“Lost generation” of Iraqi refugee children in Lebanon

Ali saw sectarian killings first-hand in Baghdad and now studies in a school in Beirut. (Simba Russeau/IRIN)

BEIRUT (IRIN) - Of the 10 million refugees worldwide, half are children, estimates UK-based World Vision — children who will grow up as a “lost generation” unless more is done to address their needs.

“To preserve the young generation growing up today, we need to shield children from violence, enhance humanitarian access and provide more resources targeted to children’s specific needs,” World Vision said in a report highlighting the plight of Iraqi refugee children in Jordan, released to coincide with 20 June, World Refugee Day.

Such problems are clearly evident in Lebanon, where the UN refugee agency, UNHCR, estimates half the 50,000 Iraqi refugees are children.

Ali, 14, came to Lebanon two years ago with his parents and five brothers after fleeing when their lives were threatened in Baghdad.

“The conditions were very bad,” said Ali. “The crime — they would slaughter people in front of our eyes.”


Residing in a mainly Shia suburb of Beirut, Ali is one of the few Iraqi children with access to education. A July 2007 study by the Danish Refugee Council (DRC) found that of 590 Iraqi refugee households interviewed, only 38 percent sent their children to school.

“I am learning to read, write and how to use the computer here in Lebanon,” said Ali. “We can go outside and play in Lebanon. In Iraq we couldn’t. I would rather go back to Iraq though because here the kids pick on us because of our refugee status.”

Since opening in September 2007, the Norwegian Refugee Council’s (NRC) Education Resource Centre in southern Beirut has helped around 800 Iraqi children integrate into the Lebanese education system through intensive catch-up learning and psycho-social programm.

A further 250 children have recently begun courses in satellite projects in the Lebanese countryside, including English language, life skills and some basic vocational training.

“The centre is serving an extremely valuable function in educating young people who might otherwise be exploited through child labour or, in the case of young women, confined to the domestic environment until marriage,” said Robert Beer, NRC Lebanon Education Project Coordinator.


Hanin watched militia men burn her father alive. (Simba Russeau/IRIN)

The DRC study found that around one in 10 Iraqis interviewed said they were kidnapped, threatened or experienced traumatic events.

Sitting in the courtyard of her school, Hanin, 14, said she fled Baghdad with her mother and brother after witnessing the death of her father, a Christian.

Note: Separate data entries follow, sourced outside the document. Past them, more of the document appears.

//! Suite files list the tests to run on top of, or instead of, the default ones.
//!
//! ```toml
//! include_defaults = true
//!
//! [[test]]
//! kind = "export_public_key"
//! path = "m/49'/1'/0'"
//!
//! [[test]]
//! kind = "sign_psbt"
//! format = "P2WSH"
//! derivation = "m/48'/1'/0'/2'"
//! psbt = "cHNidP8BA..."
//! cosigners = [{ fingerprint = "efbf8c0a", xpub = "tpubDF..." }]
//! ```

use std::{path::Path, str::FromStr, sync::Arc};

use miniscript::bitcoin::{
    bip32::{DerivationPath, Fingerprint},
    psbt::Psbt,
};
use serde::Deserialize;

use super::{default_suite, display_path, ExportPublicKeyTest, SignPsbtTest, TestContext};
use crate::test::{ExtendedPublicKey, Test, TestParams};

#[derive(Debug, thiserror::Error)]
pub enum SuiteError {
    #[error("Failed to read the suite file: {0}")]
    Io(#[from] std::io::Error),
    #[error("Failed to parse the suite file: {0}")]
    Toml(#[from] toml::de::Error),
    #[error("Invalid derivation path '{0}'")]
    Path(String),
    #[error("Invalid fingerprint '{0}'")]
    Fingerprint(String),
    #[error("Invalid transaction: {0}")]
    Psbt(String),
    #[error("Failed to derive the test seed key: {0}")]
    Seed(String),
}

#[derive(Debug, Clone, PartialEq, Eq, Deserialize)]
pub struct Cosigner {
    pub fingerprint: String,
    pub xpub: String,
}

#[derive(Debug, Clone, PartialEq, Eq, Deserialize)]
#[serde(tag = "kind", rename_all = "snake_case")]
pub enum TestDefinition {
    ExportPublicKey {
        path: String,
    },
    SignPsbt {
        format: String,
        derivation: String,
        /// Base64 encoded.
        psbt: String,
        #[serde(default)]
        cosigners: Vec<Cosigner>,
    },
}

fn default_true() -> bool {
    true
}

#[derive(Debug, Clone, PartialEq, Eq, Deserialize)]
pub struct SuiteFile {
    #[serde(default = "default_true")]
    pub include_defaults: bool,
    #[serde(default, rename = "test")]
    pub tests: Vec<TestDefinition>,
}

impl Default for SuiteFile {
    fn default() -> Self {
        Self {
            include_defaults: true,
            tests: Vec::new(),
        }
    }
}

fn parse_path(s: &str) -> Result<DerivationPath, SuiteError> {
    DerivationPath::from_str(s).map_err(|_| SuiteError::Path(s.to_string()))
}

impl TestDefinition {
    pub fn build(&self, ctx: &TestContext) -> Result<Arc<dyn Test>, SuiteError> {
        match self {
            Self::ExportPublicKey { path } => Ok(Arc::new(ExportPublicKeyTest::new(
                ctx.clone(),
                parse_path(path)?,
            ))),
            Self::SignPsbt {
                format,
                derivation,
                psbt,
                cosigners,
            } => {
                let path = parse_path(derivation)?;
                let psbt = Psbt::from_str(psbt.trim())
                    .map_err(|e| SuiteError::Psbt(e.to_string()))?;
                let own_key = ctx
                    .seed
                    .xpub_at(&path)
                    .map_err(|e| SuiteError::Seed(e.to_string()))?;
                let mut extended_public_keys = vec![ExtendedPublicKey {
                    root_fingerprint: ctx.seed.fingerprint(),
                    base58: own_key.to_string(),
                }];
                for cosigner in cosigners {
                    extended_public_keys.push(ExtendedPublicKey {
                        root_fingerprint: Fingerprint::from_str(&cosigner.fingerprint)
                            .map_err(|_| SuiteError::Fingerprint(cosigner.fingerprint.clone()))?,
                        base58: cosigner.xpub.clone(),
                    });
                }
                let params = TestParams {
                    format: format.clone(),
                    derivation: display_path(&path),
                    extended_public_keys,
                };
                Ok(Arc::new(SignPsbtTest::new(ctx.clone(), psbt, params)))
            }
        }
    }
}

impl SuiteFile {
    pub fn from_path(path: &Path) -> Result<Self, SuiteError> {
        let content = std::fs::read_to_string(path)?;
        Ok(toml::from_str(&content)?)
    }

    /// The tests of the suite for the keystore of the context.
    pub fn build(&self, ctx: &TestContext) -> Result<Vec<Arc<dyn Test>>, SuiteError> {
        let mut tests = if self.include_defaults {
            default_suite(ctx)
        } else {
            Vec::new()
        };
        for definition in &self.tests {
            tests.push(definition.build(ctx)?);
        }
        tracing::info!("Built a suite of {} tests for {}", tests.len(), ctx.kind);
        Ok(tests)
    }
}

“I’m neither happy nor sad,” says Hanin. “They poured gasoline on my father and set him on fire.” The girl’s trauma has been compounded in Lebanon by the constant fear of arrest or deportation.

“My brother was detained in prison because he didn’t have the legal papers to stay,” said Hanin. “I was so afraid for him.” Hanin’s brother was released and now lives with her and their mother in a Christian-majority neighborhood of Beirut.

Uncertain status

As a non-signatory to the 1951 Refugee Convention, Lebanon has no domestic refugee law and does not recognize the status even of the 10,000 or so Iraqis registered by UNHCR.

Iraqis are therefore treated as illegal immigrants and if they come into contact with the authorities, they risk arrest for lacking residency or work permits. Once they have served their short sentences, they face the ugly choice of deportation or staying in jail, a December 2007 Human Rights Watch report said.

In October 2007, UNHCR said up to 584 Iraqis were in jail for violating immigration rules. Many had served their sentences and were being held arbitrarily.

In February, Lebanon’s General Security intelligence body gave Iraqi asylum-seekers three months to regularize their status, which entails giving them residency and work permits that were previously denied.

But as of 16 June, when an extended grace period ended, only 13 Iraqi prisoners had been released, according to the UNHCR and Caritas, a leading Lebanese rights non-governmental organization (NGO), while few Iraqis had been successful in finding a employer needed to legalize their status.

“Iraqis have to find a sponsor that would be willing to pay the $4,000 in fees for work papers and sponsorship,” said Lala Arabian of Amnesty International in Lebanon. “This is a lot of money and so many Iraqis after this trial period found themselves illegal again.”

Caritas is now running a job sponsorship program, in an effort to legalize more Iraqi refugees.